It promised the spice of a new banking ‘scandal’, but authorities have been swift to quash last week’s newspaper exposé in Público, alleging that the Bank of Portugal had denounced “suspect money-laundering operations” at CEMG – Caixa Económico Montepio Geral, better known as Montepio Bank.
At issue were “failures in the control mechanisms” that suggested “crimes of money-laundering and the financing of terrorism”, wrote the paper, adding that the transactions all originated within Finibanco Angola, 61% owned by the Montepio Geral association.
Managing to include big-name businessmen already connected to the alleged corruption of BES boss Ricardo Salgado, Público pointed the finger at Montepio’s boss Tomás Correia suggesting he had opened the bank up to unsecured loans.

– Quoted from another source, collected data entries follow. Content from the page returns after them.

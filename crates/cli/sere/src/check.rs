//! Check command implementation

use crate::{PipelineArgs, options, report};
use anyhow::{Context, Result};
use colored::Colorize;
use std::path::Path;
use std::process::ExitCode;

pub fn check(source: &Path, json: bool) -> Result<ExitCode> {
    let options = options::resolve(source, &PipelineArgs::default())?;
    let text = options::read_source(source)?;

    let errors = match sr_driver::check_source(&text, &options) {
        Ok(errors) => errors,
        Err(error) => {
            report::driver_error(error, &options, &text);
            return Ok(ExitCode::FAILURE);
        }
    };

    if json {
        let rendered =
            serde_json::to_string_pretty(&errors).context("Failed to serialize errors")?;
        println!("{rendered}");
    } else if errors.is_empty() {
        println!("{} No errors found in {}", "Success:".green().bold(), source.display());
    } else {
        report::semantic_errors(&errors, &options, &text);
    }

    Ok(if errors.is_empty() {
        ExitCode::SUCCESS
    } else {
        ExitCode::FAILURE
    })
}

The Bank of Portugal entered the storm, saying it could neither confirm nor deny the story as it did not “comment on actions relating to supervised banks”, the Public Ministry was equally non-committal, and Montepio reacted to the effect that it was all lies and the bank would be suing Público accordingly.

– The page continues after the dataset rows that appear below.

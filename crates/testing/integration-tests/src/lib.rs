//! Integration test utilities for the Sere compiler
//!
//! Programs under `test-programs/` carry their expected results in header
//! comments of the form `# expect: name = value`. [`Program::check`] compiles
//! the file through the driver, runs its top-level code with the interpreter
//! and compares every named global against the rendered expectation.

use anyhow::{Context, Result, bail};
use sr_driver::{Compilation, CompileOptions};
use sr_interpreter::{Interpreter, RtValue};
use sr_ssa::Module;
use std::fs;
use std::path::{Path, PathBuf};

/// Prefix of an expectation line
const EXPECT: &str = "# expect:";

/// A test program and the global values it should leave behind
#[derive(Debug, Clone)]
pub struct Program {
    /// Where the program was loaded from
    pub path: PathBuf,
    /// Source text
    pub source: String,
    /// `(global, rendered value)` pairs in header order
    pub expectations: Vec<(String, String)>,
}

impl Program {
    /// Parses the expectations out of `source`
    ///
    /// # Errors
    ///
    /// Returns an error if an expectation line has no `=`
    pub fn new(path: impl Into<PathBuf>, source: impl Into<String>) -> Result<Self> {
        let source = source.into();
        let mut expectations = Vec::new();
        for line in source.lines() {
            let Some(rest) = line.strip_prefix(EXPECT) else {
                continue;
            };
            let (name, value) = rest
                .split_once('=')
                .with_context(|| format!("Malformed expectation: {line}"))?;
            expectations.push((name.trim().to_string(), value.trim().to_string()));
        }
        Ok(Self {
            path: path.into(),
            source,
            expectations,
        })
    }

    /// Loads a program file
    ///
    /// # Errors
    ///
    /// Returns an error if the file cannot be read
    pub fn load(path: &Path) -> Result<Self> {
        let source = fs::read_to_string(path)
            .with_context(|| format!("Failed to read {}", path.display()))?;
        Self::new(path, source)
    }

    /// Compiles and runs the program, then checks every expectation
    ///
    /// # Errors
    ///
    /// Returns an error describing the first stage that failed or the first
    /// global whose value differs
    pub fn check(&self) -> Result<()> {
        let compilation = compile(&self.source)
            .with_context(|| format!("Failed to compile {}", self.path.display()))?;
        let globals = run_globals(&compilation.module)?;
        for (name, expected) in &self.expectations {
            let Some((_, actual)) = globals.iter().find(|(global, _)| global == name) else {
                bail!("{}: no global named `{name}`", self.path.display());
            };
            if actual != expected {
                bail!(
                    "{}: `{name}` is {actual}, expected {expected}",
                    self.path.display()
                );
            }
        }
        Ok(())
    }
}

/// Every program in `dir`, sorted by file name
///
/// # Errors
///
/// Returns an error if the directory or a program cannot be read
pub fn programs_in(dir: &Path) -> Result<Vec<Program>> {
    let mut paths = Vec::new();
    for entry in fs::read_dir(dir).with_context(|| format!("Failed to read {}", dir.display()))? {
        let path = entry?.path();
        if path.extension().is_some_and(|ext| ext == "sr") {
            paths.push(path);
        }
    }
    paths.sort();
    paths.iter().map(|path| Program::load(path)).collect()
}

/// The bundled `test-programs` directory
pub fn test_programs_dir() -> PathBuf {
    PathBuf::from(env!("CARGO_MANIFEST_DIR")).join("test-programs")
}

/// Compiles `source` with default options
///
/// # Errors
///
/// Returns the driver's error for the first failing stage
pub fn compile(source: &str) -> Result<Compilation> {
    Ok(sr_driver::compile_source(source, &CompileOptions::default())?)
}

/// Runs the module's top-level code and renders every mutable global.
///
/// Pointers to byte strings render as quoted strings, everything else
/// through the value's `Display`.
///
/// # Errors
///
/// Returns an error if execution fails
pub fn run_globals(module: &Module) -> Result<Vec<(String, String)>> {
    let mut interpreter = Interpreter::new(module);
    interpreter.run_entry()?;
    let mut globals = Vec::new();
    for global in module.globals.iter().filter(|global| !global.constant) {
        let value = interpreter.global(&global.name)?;
        let rendered = match (global.ty.is_ptr(), interpreter.read_c_string(value)) {
            (true, Ok(text)) => format!("{text:?}"),
            _ => value.to_string(),
        };
        globals.push((global.name.clone(), rendered));
    }
    Ok(globals)
}

/// Compiles `source` and calls `function` with integer arguments
///
/// # Errors
///
/// Returns an error if compilation or execution fails
pub fn call(source: &str, function: &str, args: &[i32]) -> Result<RtValue> {
    let compilation = compile(source)?;
    let mut interpreter = Interpreter::new(&compilation.module);
    let args = args.iter().copied().map(RtValue::i32).collect();
    Ok(interpreter.call(function, args)?)
}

By Monday, everything had changed. Montepio had retracted its threat of legal action, the Public Ministry agreed yes it had received the alleged “denouncement” from BdP and BdP explained in a statement that its complaints centred on the “suspicion of money-laundering” between clients of the bank, and “not necessarily the institution itself”.
Thus for the time being the whiff of scandal has been dissipated.